Allocation Policies to Fulfil Heterogeneous Service Requirements under Resource Pooling
研究了在资源池化模型中,供应商如何设计分配策略来满足多个买家不同的服务水平要求,提出了两种新策略并与现有策略比较,为不同惩罚结构和绩效评估周期下的策略选择提供指导。
ABSTRACT Designing effective settings for performance measures (e.g., fill rate) of a service‐level agreement (SLA) is challenging. This challenge is intensified when a firm adopts the pooling inventory model to allocate inventory/capacity to multiple buyers. Each buyer has its own service‐level contract outlining the required service level, the penalty structures, and the performance review period (PRP) length, which might not be the same as other buyers.
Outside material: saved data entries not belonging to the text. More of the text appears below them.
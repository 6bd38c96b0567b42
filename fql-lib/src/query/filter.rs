//! Filter templates for `WHERE` clauses.

use log::debug;

use super::Value;
use crate::error::QueryError;

/// A `WHERE` fragment built from a template and positional arguments.
///
/// `%s` and `%d` in the template are replaced by the next argument rendered as
/// an FQL literal, and `%%` becomes a single `%`. A filter without arguments
/// is used verbatim, so `LIKE` patterns need no escaping there.
///
/// # Example
///
/// ```
/// use fql_lib::query::Filter;
///
/// let filter = Filter::new("uid = %s AND name IN %s")
///     .arg(4)
///     .arg(vec!["Mark", "Chris"]);
/// assert_eq!(
///     filter.render().unwrap(),
///     "uid = 4 AND name IN ('Mark', 'Chris')"
/// );
///
/// let raw = Filter::from("uid = me()");
/// assert_eq!(raw.render().unwrap(), "uid = me()");
/// ```
#[derive(Debug, Clone, PartialEq)]
pub struct Filter {
    template: String,
    args: Vec<Value>,
}

impl Filter {
    /// Creates a filter from a template with no arguments yet.
    pub fn new(template: impl Into<String>) -> Self {
        Self {
            template: template.into(),
            args: Vec::new(),
        }
    }

    /// Creates a `column=%s` filter with one argument.
    pub fn column_eq(column: impl AsRef<str>, value: impl Into<Value>) -> Self {
        Self::new(format!("{}=%s", column.as_ref())).arg(value)
    }

    /// Appends a positional argument.
    pub fn arg(mut self, value: impl Into<Value>) -> Self {
        self.args.push(value.into());
        self
    }

    /// Appends several positional arguments.
    pub fn args<I, V>(mut self, values: I) -> Self
    where
        I: IntoIterator<Item = V>,
        V: Into<Value>,
    {
        self.args.extend(values.into_iter().map(Into::into));
        self
    }

    /// Returns the template.
    pub fn template(&self) -> &str {
        &self.template
    }

    /// Returns the positional arguments.
    pub fn arguments(&self) -> &[Value] {
        &self.args
    }

    /// Renders the filter into a `WHERE` fragment.
    pub fn render(&self) -> Result<String, QueryError> {
        if self.args.is_empty() {
            return Ok(self.template.clone());
        }

        let mut out = String::with_capacity(self.template.len());
        let mut args = self.args.iter();
        let mut index = 0;
        let mut chars = self.template.chars().peekable();

        while let Some(c) = chars.next() {
            if c != '%' {
                out.push(c);
                continue;
            }
            match chars.peek() {
                Some('%') => {
                    chars.next();
                    out.push('%');
                }
                Some('s') | Some('d') => {
                    chars.next();
                    let value = args
                        .next()
                        .ok_or_else(|| QueryError::missing_argument(&self.template, index))?;
                    out.push_str(&value.to_fql());
                    index += 1;
                }
                _ => out.push('%'),
            }
        }

        let unused = args.count();
        if unused > 0 {
            debug!(
                "Filter '{}' ignored {} extra argument(s)",
                self.template, unused
            );
        }

        Ok(out)
    }
}

impl From<&str> for Filter {
    fn from(template: &str) -> Self {
        Filter::new(template)
    }
}

impl From<String> for Filter {
    fn from(template: String) -> Self {
        Filter::new(template)
    }
}

#[cfg(test)]
mod tests {
    use super::*;

    #[test]
    fn test_verbatim_without_args() {
        let filter = Filter::new("name LIKE '%foo%'");
        assert_eq!(filter.render().unwrap(), "name LIKE '%foo%'");
    }

    #[test]
    fn test_placeholders() {
        let filter = Filter::new("post_id=%s AND post_title IN %s")
            .arg(123)
            .arg(vec!["asd"]);
        assert_eq!(
            filter.render().unwrap(),
            "post_id=123 AND post_title IN ('asd')"
        );
    }

    #[test]
    fn test_percent_escape_and_unknown_specifier() {
        let filter = Filter::new("a=%d AND b LIKE '100%%' AND c=%x").arg(1);
        assert_eq!(filter.render().unwrap(), "a=1 AND b LIKE '100%' AND c=%x");
    }

    #[test]
    fn test_missing_argument() {
        let filter = Filter::new("a=%s AND b=%s").arg(1);
        assert_eq!(
            filter.render(),
            Err(QueryError::missing_argument("a=%s AND b=%s", 1))
        );
    }

    #[test]
    fn test_extra_arguments_ignored() {
        let filter = Filter::new("a=%s").args([1, 2, 3]);
        assert_eq!(filter.render().unwrap(), "a=1");
    }

    #[test]
    fn test_non_finite_argument_renders_null() {
        assert_eq!(Filter::new("x=%s").arg(f64::NAN).render().unwrap(), "x=null");
        assert_eq!(
            Filter::new("x=%s").arg(f64::INFINITY).render().unwrap(),
            "x=null"
        );
    }

    #[test]
    fn test_column_eq() {
        let filter = Filter::column_eq("user_name", "Chris");
        assert_eq!(filter.template(), "user_name=%s");
        assert_eq!(filter.render().unwrap(), "user_name='Chris'");

        let filter = Filter::column_eq("user_name", Value::Null);
        assert_eq!(filter.render().unwrap(), "user_name=null");
    }
}
//! Fluent search builder.

use log::debug;
use log::trace;
use serde_json::Value as JsonValue;

use crate::FqlResponse;
use crate::FqlTransport;
use crate::SearchConfig;
use crate::error::Error;
use crate::error::QueryError;
use crate::model::Collection;
use crate::model::Row;
use crate::model::SearchResults;
use crate::query::Direction;
use crate::query::Filter;
use crate::query::FqlQuery;
use crate::query::Select;
use crate::query::Sort;
use crate::query::Value;

/// Accumulated search state for one statement.
#[derive(Debug, Clone, Default, PartialEq)]
struct Group {
    table: Option<String>,
    columns: Vec<String>,
    filters: Vec<Filter>,
    sort: Sort,
    start: u64,
    range: u64,
}

impl Group {
    /// Composes the statement. Returns `None` without a table.
    fn to_select(&self) -> Option<Select> {
        let table = self.table.as_ref()?;
        let mut select = Select::new().from(table.clone());

        if !self.columns.is_empty() {
            select = select.select(self.columns.iter().cloned());
        }

        for filter in &self.filters {
            select = select.where_(filter.clone());
        }

        for (column, direction) in self.sort.fields() {
            select = select.sort_by(column.clone(), *direction);
        }

        if self.range > 0 {
            select = select.limit(self.start, self.range);
        }

        Some(select)
    }
}

/// Builder for FQL searches.
///
/// Settings accumulate on a working state. [`group`](Search::group) stores
/// the working state under a name and starts a fresh one, so several
/// statements can be sent together as a multiquery.
///
/// Use [`FqlTransport::search`] to create a search.
///
/// # Example
///
/// ```ignore
/// let rows = transport.search()
///     .set_table("user")
///     .set_columns(["uid", "name"])
///     .filter_by("uid", 4)
///     .sort_by("name", Direction::Asc)
///     .set_range(10)
///     .set_page(2)
///     .get_rows("user")
///     .await?;
///
/// // Several statements at once
/// let results = transport.search()
///     .set_table("user")
///     .add_filter("uid = me()")
///     .group("me")
///     .set_table("friend")
///     .add_filter("uid1 = me()")
///     .get_collection("friends")
///     .await?;
///
/// let friends = results.get("friends");
/// ```
pub struct Search<'a, T: ?Sized> {
    transport: &'a T,
    config: SearchConfig,
    state: Group,
    groups: Vec<(String, Group)>,
}

impl<'a, T> Search<'a, T>
where
    T: FqlTransport + ?Sized,
{
    /// Creates a search over a transport with default settings.
    pub fn new(transport: &'a T) -> Self {
        Self::with_config(transport, SearchConfig::default())
    }

    /// Creates a search over a transport with the given settings.
    pub fn with_config(transport: &'a T, config: SearchConfig) -> Self {
        Self {
            transport,
            config,
            state: Group::default(),
            groups: Vec::new(),
        }
    }

    // =========================================================================
    // Builder methods
    // =========================================================================

    /// Sets the table to search.
    pub fn set_table(mut self, table: impl Into<String>) -> Self {
        self.state.table = Some(table.into());
        self
    }

    /// Sets the columns to return, replacing any previous list.
    ///
    /// If no columns are set, every column (`*`) is requested.
    pub fn set_columns<I, S>(mut self, columns: I) -> Self
    where
        I: IntoIterator<Item = S>,
        S: Into<String>,
    {
        self.state.columns = columns.into_iter().map(Into::into).collect();
        self
    }

    /// Adds a filter. Filters are joined with `AND`.
    pub fn add_filter(mut self, filter: impl Into<Filter>) -> Self {
        self.state.filters.push(filter.into());
        self
    }

    /// Adds a `column=value` filter.
    pub fn filter_by(self, column: impl AsRef<str>, value: impl Into<Value>) -> Self {
        self.add_filter(Filter::column_eq(column, value))
    }

    /// Adds a sort column.
    ///
    /// Sorting on the same column again replaces its direction.
    pub fn add_sort(mut self, column: impl Into<String>, direction: impl Into<Direction>) -> Self {
        self.state.sort.push(column, direction.into());
        self
    }

    /// Alias for [`add_sort`](Search::add_sort).
    pub fn sort_by(self, column: impl Into<String>, direction: impl Into<Direction>) -> Self {
        self.add_sort(column, direction)
    }

    /// Sets the offset of the first row. Negative values become 0.
    pub fn set_start(mut self, start: i64) -> Self {
        self.state.start = u64::try_from(start).unwrap_or(0);
        self
    }

    /// Sets the number of rows per page.
    ///
    /// Negative values fall back to the configured range (25 by default).
    /// A range of 0 disables `LIMIT`.
    pub fn set_range(mut self, range: i64) -> Self {
        self.state.range = u64::try_from(range).unwrap_or(self.config.fallback_range);
        self
    }

    /// Sets the start offset from a 1-based page number.
    ///
    /// Pages below 1 become 1. Uses the range in effect at the time of the
    /// call, so set the range first.
    pub fn set_page(mut self, page: i64) -> Self {
        let page = u64::try_from(page.max(1)).unwrap_or(1);
        self.state.start = (page - 1).saturating_mul(self.state.range);
        self
    }

    /// Stores the working state under `key` and starts a fresh one.
    ///
    /// A group with the same key is replaced in place. Does nothing if no
    /// table is set.
    pub fn group(mut self, key: impl Into<String>) -> Self {
        self.store_group(key.into());
        self
    }

    // =========================================================================
    // Accessors
    // =========================================================================

    /// Returns the working table, if set.
    pub fn table(&self) -> Option<&str> {
        self.state.table.as_deref()
    }

    /// Returns the working columns.
    pub fn columns(&self) -> &[String] {
        &self.state.columns
    }

    /// Returns the working filters.
    pub fn filters(&self) -> &[Filter] {
        &self.state.filters
    }

    /// Returns the working sort columns.
    pub fn sort(&self) -> &Sort {
        &self.state.sort
    }

    /// Returns the working start offset.
    pub fn start(&self) -> u64 {
        self.state.start
    }

    /// Returns the working range.
    pub fn range(&self) -> u64 {
        self.state.range
    }

    /// Returns the stored group keys in order.
    pub fn group_keys(&self) -> Vec<&str> {
        self.groups.iter().map(|(key, _)| key.as_str()).collect()
    }

    /// Returns the configuration.
    pub fn config(&self) -> &SearchConfig {
        &self.config
    }

    // =========================================================================
    // Execution
    // =========================================================================

    /// Groups the working state under `key` and composes every stored group.
    ///
    /// Returns `None` if no groups exist, a single statement for one group,
    /// and a multiquery otherwise. Afterwards the working state holds a copy
    /// of the last stored group.
    pub fn build(&mut self, key: impl Into<String>) -> Option<FqlQuery> {
        self.store_group(key.into());

        let mut selects: Vec<(String, Select)> = self
            .groups
            .iter()
            .filter_map(|(key, group)| Some((key.clone(), group.to_select()?)))
            .collect();

        // The last group stays the working state.
        if let Some((_, last)) = self.groups.last() {
            self.state = last.clone();
        }

        match selects.len() {
            0 => None,
            1 => selects.pop().map(|(_, select)| FqlQuery::Single(select)),
            _ => Some(FqlQuery::Multi(selects)),
        }
    }

    /// Runs every group and returns the raw response.
    ///
    /// The working state is grouped under `key` first. Without any groups the
    /// transport is not called and an empty row list is returned. Groups are
    /// kept, and the last group becomes the working state again, so
    /// [`get_total`](Search::get_total) counts it.
    pub async fn get_rows(&mut self, key: impl Into<String>) -> Result<FqlResponse, Error> {
        let Some(query) = self.build(key) else {
            debug!("No FQL groups to run");
            return Ok(FqlResponse::Rows(Vec::new()));
        };

        self.run(&query).await
    }

    /// Runs every group and wraps the rows in collections.
    ///
    /// One group yields [`SearchResults::Single`]; several yield
    /// [`SearchResults::Grouped`] keyed by group name.
    pub async fn get_collection(&mut self, key: impl Into<String>) -> Result<SearchResults, Error> {
        let results = match self.get_rows(key).await? {
            FqlResponse::Rows(rows) => SearchResults::Single(Collection::new(rows)),
            FqlResponse::Sets(sets) => SearchResults::Grouped(
                sets.into_iter()
                    .map(|set| (set.name, Collection::new(set.rows)))
                    .collect(),
            ),
        };
        Ok(results)
    }

    /// [`get_rows`](Search::get_rows) under the configured default group key.
    pub async fn get_rows_default(&mut self) -> Result<FqlResponse, Error> {
        let key = self.config.default_group.clone();
        self.get_rows(key).await
    }

    /// [`get_collection`](Search::get_collection) under the configured default group key.
    pub async fn get_collection_default(&mut self) -> Result<SearchResults, Error> {
        let key = self.config.default_group.clone();
        self.get_collection(key).await
    }

    /// Counts the rows matching the working table and filters.
    ///
    /// Sends `SELECT COUNT(*)` without sort or limit. A single row holding a
    /// single numeric value is read as the count; otherwise the number of
    /// returned rows is the total.
    pub async fn get_total(&self) -> Result<u64, Error> {
        let table = self.state.table.as_ref().ok_or(QueryError::MissingTable)?;

        let mut select = Select::new().select(["COUNT(*)"]).from(table.clone());
        for filter in &self.state.filters {
            select = select.where_(filter.clone());
        }

        let rows = match self.run(&FqlQuery::Single(select)).await? {
            FqlResponse::Rows(rows) => rows,
            FqlResponse::Sets(sets) => sets.into_iter().flat_map(|set| set.rows).collect(),
        };

        Ok(count_from_rows(&rows))
    }

    // =========================================================================
    // Internals
    // =========================================================================

    fn store_group(&mut self, key: String) {
        if self.state.table.is_none() {
            return;
        }

        let group = std::mem::take(&mut self.state);
        match self.groups.iter_mut().find(|(existing, _)| *existing == key) {
            Some(slot) => slot.1 = group,
            None => self.groups.push((key, group)),
        }
    }

    async fn run(&self, query: &FqlQuery) -> Result<FqlResponse, Error> {
        let statements = query.statements()?;
        debug!("Running {} FQL statement(s)", statements.len());
        for (name, fql) in &statements {
            match name {
                Some(name) => trace!("{}: {}", name, fql),
                None => trace!("{}", fql),
            }
        }

        let response = self.transport.query(query).await?;
        debug!("FQL returned {} row(s)", response.row_count());
        Ok(response)
    }
}

/// Reads a `COUNT(*)` result.
fn count_from_rows(rows: &[Row]) -> u64 {
    if let [row] = rows
        && row.len() == 1
        && let Some(count) = row.values().next().and_then(numeric)
    {
        return count;
    }
    rows.len() as u64
}

fn numeric(value: &JsonValue) -> Option<u64> {
    match value {
        JsonValue::Number(n) => n.as_u64(),
        JsonValue::String(s) => s.trim().parse().ok(),
        _ => None,
    }
}
//! Result models

mod collection;
mod result_set;

pub use collection::Collection;
pub use collection::SearchResults;
pub use result_set::ResultSet;
pub use result_set::Row;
This means the supplier requires an effective resource allocation policy whereby the different requirements of multiple buyers are integrated into a pooling model and capacities/inventories are allocated in the most effective way. Given a base‐stock replenishment policy and finite time horizon PRP, in this study we propose two new (anticipative) allocation policies—foresight linear programming (FLP) and two‐stage stochastic (TS)—and compare them with existing allocation policies. These allocation policies are developed for different penalty structures of linear, lump‐sum, hybrid, and no‐penalty settings. Results show that suppliers benefit from longer PRPs if linear or hybrid penalty structures are employed. We also find that when the length of PRP of buyers is not identical, TS is the recommending policy. Further, results provide a guideline for selecting the best resource allocation policy under various SLA terms, in particular, where buyers' PRP lengths are not identical.